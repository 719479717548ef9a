/// Numbered save location. Slot 0 is the autosave.
pub type SlotId = u32;

pub const AUTOSAVE_SLOT: SlotId = 0;

pub fn make_savename(slot: SlotId) -> String {
    if slot == AUTOSAVE_SLOT {
        "autosave".to_string()
    } else {
        format!("file{slot}")
    }
}

/// True when `name` is what `make_savename` produces for some slot.
pub fn is_slot_savename(name: &str) -> bool {
    if name == "autosave" {
        return true;
    }
    match name.strip_prefix("file") {
        Some(rest) => !rest.is_empty() && rest.bytes().all(|b| b.is_ascii_digit()),
        None => false,
    }
}

#[cfg(test)]
mod tests {
    use super::*;

    #[test]
    fn autosave_slot_gets_its_own_name() {
        assert_eq!(make_savename(0), "autosave");
        assert_eq!(make_savename(1), "file1");
        assert_eq!(make_savename(20), "file20");
    }

    #[test]
    fn slot_names_are_recognized() {
        assert!(is_slot_savename("autosave"));
        assert!(is_slot_savename("file12"));
        assert!(!is_slot_savename("file"));
        assert!(!is_slot_savename("global"));
        assert!(!is_slot_savename("file1a"));
    }
}
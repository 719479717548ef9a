use crate::error::SaveSyncError;
use anyhow::{Context, Result};
use fs2::FileExt;
use std::fs::{self, File, OpenOptions};
use std::path::{Path, PathBuf};

/// Exclusive advisory lock held for the duration of one reconciliation pass.
/// Released on drop.
#[derive(Debug)]
pub struct PassLock {
    file: File,
    path: PathBuf,
}

impl PassLock {
    pub fn acquire(path: &Path) -> Result<Self> {
        if let Some(parent) = path.parent() {
            fs::create_dir_all(parent)
                .with_context(|| format!("failed to create {}", parent.display()))?;
        }
        let file = OpenOptions::new()
            .create(true)
            .truncate(false)
            .write(true)
            .open(path)
            .with_context(|| format!("failed to open {}", path.display()))?;
        if file.try_lock_exclusive().is_err() {
            return Err(SaveSyncError::Locked(path.display().to_string()).into());
        }
        Ok(Self {
            file,
            path: path.to_path_buf(),
        })
    }

    pub fn path(&self) -> &Path {
        &self.path
    }
}

impl Drop for PassLock {
    fn drop(&mut self) {
        let _ = FileExt::unlock(&self.file);
    }
}

#[cfg(test)]
mod tests {
    use super::*;
    use tempfile::tempdir;

    #[test]
    fn second_lock_on_same_path_is_refused() {
        let tmp = tempdir().expect("tempdir");
        let path = tmp.path().join("save/.save_sync.lock");

        let held = PassLock::acquire(&path).expect("first lock");
        let err = PassLock::acquire(&path).expect_err("second lock");
        assert!(matches!(
            err.downcast_ref::<SaveSyncError>(),
            Some(SaveSyncError::Locked(_))
        ));

        drop(held);
        PassLock::acquire(&path).expect("lock after release");
    }
}
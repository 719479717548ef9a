use crate::sync::config::SyncConfig;
use anyhow::{Context, Result};
use std::env;
use std::path::{Path, PathBuf};

#[derive(Debug, Clone)]
pub struct SyncPaths {
    pub game_dir: PathBuf,
    pub config_file: PathBuf,
    pub save_dir: PathBuf,
    pub system_data_file: PathBuf,
    pub logs_dir: PathBuf,
    pub lock_file: PathBuf,
}

fn env_path(var: &str) -> Option<PathBuf> {
    match env::var(var) {
        Ok(v) if !v.trim().is_empty() => Some(PathBuf::from(v.trim())),
        _ => None,
    }
}

fn env_or_default_path(var: &str, fallback: PathBuf) -> PathBuf {
    env_path(var).unwrap_or(fallback)
}

pub fn resolve_game_dir() -> Result<PathBuf> {
    if let Some(dir) = env_path("SAVE_SYNC_GAME_DIR") {
        return Ok(dir);
    }
    env::current_dir().context("current directory could not be resolved")
}

pub fn config_file_path(game_dir: &Path) -> PathBuf {
    env_or_default_path("SAVE_SYNC_CONFIG_PATH", game_dir.join("save_sync.toml"))
}

/// Relative paths in config are anchored at the game directory.
fn anchor(game_dir: &Path, configured: &str) -> PathBuf {
    let path = PathBuf::from(configured);
    if path.is_absolute() {
        path
    } else {
        game_dir.join(path)
    }
}

pub fn resolve_paths(game_dir: &Path, cfg: &SyncConfig) -> SyncPaths {
    let save_dir = anchor(game_dir, &cfg.storage.save_dir);
    let logs_dir = env_or_default_path("SAVE_SYNC_LOGS_DIR", game_dir.join("logs"));
    SyncPaths {
        game_dir: game_dir.to_path_buf(),
        config_file: config_file_path(game_dir),
        system_data_file: game_dir.join("data").join("System.json"),
        lock_file: save_dir.join(".save_sync.lock"),
        logs_dir,
        save_dir,
    }
}

#[cfg(test)]
mod tests {
    use super::*;

    #[test]
    fn relative_save_dir_is_anchored_at_game_dir() {
        assert_eq!(
            anchor(Path::new("/games/quest"), "save"),
            PathBuf::from("/games/quest/save")
        );
        assert_eq!(
            anchor(Path::new("/games/quest"), "/var/saves"),
            PathBuf::from("/var/saves")
        );
    }

    #[test]
    fn lock_and_system_data_live_where_the_game_expects() {
        let paths = resolve_paths(Path::new("/games/quest"), &SyncConfig::default());
        assert_eq!(paths.save_dir, PathBuf::from("/games/quest/save"));
        assert_eq!(
            paths.lock_file,
            PathBuf::from("/games/quest/save/.save_sync.lock")
        );
        assert_eq!(
            paths.system_data_file,
            PathBuf::from("/games/quest/data/System.json")
        );
    }

    #[test]
    fn audit_logs_default_outside_the_save_dir() {
        let paths = resolve_paths(Path::new("/games/quest"), &SyncConfig::default());
        assert_eq!(paths.logs_dir, PathBuf::from("/games/quest/logs"));
        assert!(!paths.logs_dir.starts_with(&paths.save_dir));
    }
}
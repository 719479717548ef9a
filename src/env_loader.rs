use std::env;
use std::path::PathBuf;

fn fallback_dotenv_path(sync_home: Option<PathBuf>, home_dir: Option<PathBuf>) -> Option<PathBuf> {
    match (sync_home, home_dir) {
        (Some(base), _) => Some(base.join(".env")),
        (None, Some(home)) => Some(home.join(".save_sync").join(".env")),
        (None, None) => None,
    }
}

pub fn load_dotenv() {
    if dotenvy::dotenv().is_ok() {
        return;
    }

    let fallback = fallback_dotenv_path(
        env::var_os("SAVE_SYNC_HOME").map(PathBuf::from),
        dirs::home_dir(),
    );

    let Some(path) = fallback else {
        return;
    };
    if path.is_file() {
        let _ = dotenvy::from_path(&path);
    }
}

#[cfg(test)]
mod tests {
    use super::fallback_dotenv_path;
    use std::path::PathBuf;

    #[test]
    fn fallback_uses_sync_home_directly() {
        let got = fallback_dotenv_path(
            Some(PathBuf::from("/workspace/sync")),
            Some(PathBuf::from("/home/alice")),
        );
        assert_eq!(got, Some(PathBuf::from("/workspace/sync/.env")));
    }

    #[test]
    fn fallback_uses_home_subdir_when_sync_home_unset() {
        let got = fallback_dotenv_path(None, Some(PathBuf::from("/home/alice")));
        assert_eq!(got, Some(PathBuf::from("/home/alice/.save_sync/.env")));
    }

    #[test]
    fn no_fallback_without_any_home() {
        assert_eq!(fallback_dotenv_path(None, None), None);
    }
}
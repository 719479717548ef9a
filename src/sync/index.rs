use crate::error::SyncErrorCode;
use crate::sync::slot::SlotId;
use crate::sync::storage::SaveStorage;
use anyhow::{Context, Result, bail};
use serde::de::Error as _;
use serde::{Deserialize, Deserializer, Serialize};
use serde_json::{Map, Value};
use std::collections::BTreeMap;
use tracing::{info, warn};

pub const UNKNOWN_PLAYTIME: &str = "??:??:??";

/// A sprite sheet name plus the cell index inside it. Persisted as
/// `[name, index]`.
#[derive(Debug, Clone, PartialEq, Eq, Serialize, Deserialize)]
pub struct Portrait(pub String, pub u32);

/// Summary record the load menu shows for one slot.
#[derive(Debug, Clone, PartialEq, Serialize, Deserialize)]
pub struct IndexEntry {
    #[serde(default)]
    pub title: String,
    #[serde(default)]
    pub characters: Vec<Portrait>,
    #[serde(default)]
    pub faces: Vec<Portrait>,
    #[serde(default = "unknown_playtime")]
    pub playtime: String,
    #[serde(default)]
    pub timestamp: i64,
    /// Fields written by the host that this tool does not interpret.
    #[serde(flatten)]
    pub extra: Map<String, Value>,
}

fn unknown_playtime() -> String {
    UNKNOWN_PLAYTIME.to_string()
}

impl IndexEntry {
    pub fn placeholder(title: &str, timestamp: i64) -> Self {
        Self {
            title: title.to_string(),
            characters: Vec::new(),
            faces: Vec::new(),
            playtime: unknown_playtime(),
            timestamp,
            extra: Map::new(),
        }
    }
}

/// Sparse slot -> entry mapping. Absent slots are simply missing.
#[derive(Debug, Clone, Default, PartialEq, Serialize)]
#[serde(transparent)]
pub struct SaveIndex {
    entries: BTreeMap<SlotId, IndexEntry>,
}

impl<'de> Deserialize<'de> for SaveIndex {
    fn deserialize<D: Deserializer<'de>>(deserializer: D) -> Result<Self, D::Error> {
        let raw = Value::deserialize(deserializer)?;
        Self::from_value(raw).map_err(D::Error::custom)
    }
}

/// Decode one stored entry. A `null` or undecodable entry only drops its
/// own slot; the rest of the index is kept as stored.
fn decode_entry(slot: SlotId, raw: Value) -> Option<IndexEntry> {
    if raw.is_null() {
        return None;
    }
    match serde_json::from_value::<IndexEntry>(raw) {
        Ok(entry) => Some(entry),
        Err(err) => {
            warn!(
                slot,
                code = SyncErrorCode::E003IndexUnreadable.as_str(),
                error = %err,
                "ignoring undecodable index entry"
            );
            None
        }
    }
}

impl SaveIndex {
    pub fn new() -> Self {
        Self::default()
    }

    pub fn from_value(value: Value) -> Result<Self> {
        let entries = match value {
            // Legacy layout: array position is the slot id, `null` for empty slots.
            Value::Array(slots) => slots
                .into_iter()
                .enumerate()
                .filter_map(|(slot, raw)| {
                    let slot = slot as SlotId;
                    decode_entry(slot, raw).map(|entry| (slot, entry))
                })
                .collect(),
            Value::Object(map) => map
                .into_iter()
                .filter_map(|(key, raw)| {
                    let Ok(slot) = key.parse::<SlotId>() else {
                        warn!(
                            key = %key,
                            code = SyncErrorCode::E003IndexUnreadable.as_str(),
                            "ignoring index entry with a non-numeric slot key"
                        );
                        return None;
                    };
                    decode_entry(slot, raw).map(|entry| (slot, entry))
                })
                .collect(),
            other => bail!("save index has an unexpected shape: expected an object or array, found {other}"),
        };
        Ok(Self { entries })
    }

    pub fn to_value(&self) -> Result<Value> {
        Ok(serde_json::to_value(self)?)
    }

    pub fn get(&self, slot: SlotId) -> Option<&IndexEntry> {
        self.entries.get(&slot)
    }

    pub fn contains(&self, slot: SlotId) -> bool {
        self.entries.contains_key(&slot)
    }

    pub fn insert(&mut self, slot: SlotId, entry: IndexEntry) -> Option<IndexEntry> {
        self.entries.insert(slot, entry)
    }

    pub fn remove(&mut self, slot: SlotId) -> Option<IndexEntry> {
        self.entries.remove(&slot)
    }

    pub fn slots(&self) -> impl Iterator<Item = SlotId> + '_ {
        self.entries.keys().copied()
    }

    pub fn len(&self) -> usize {
        self.entries.len()
    }

    pub fn is_empty(&self) -> bool {
        self.entries.is_empty()
    }
}

/// Fetch the persisted index. Any failure yields an empty index so every
/// present save gets rebuilt by the next reconciliation pass.
pub fn load_index<S: SaveStorage + ?Sized>(storage: &S, index_name: &str) -> SaveIndex {
    let loaded = storage
        .load_object(index_name)
        .and_then(SaveIndex::from_value);
    match loaded {
        Ok(index) => {
            info!(index = index_name, entries = index.len(), "save index loaded");
            index
        }
        Err(err) => {
            warn!(
                index = index_name,
                code = SyncErrorCode::E003IndexUnreadable.as_str(),
                error = %format!("{err:#}"),
                "could not load save index; starting from an empty one"
            );
            SaveIndex::new()
        }
    }
}

pub fn save_index<S: SaveStorage + ?Sized>(
    storage: &S,
    index_name: &str,
    index: &SaveIndex,
) -> Result<()> {
    storage
        .save_object(index_name, &index.to_value()?)
        .with_context(|| format!("failed to persist save index `{index_name}`"))
}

Work task —
Show every line in the records above that contains the word "ignoring".

Exercise response —
                "ignoring undecodable index entry"
                            "ignoring index entry with a non-numeric slot key"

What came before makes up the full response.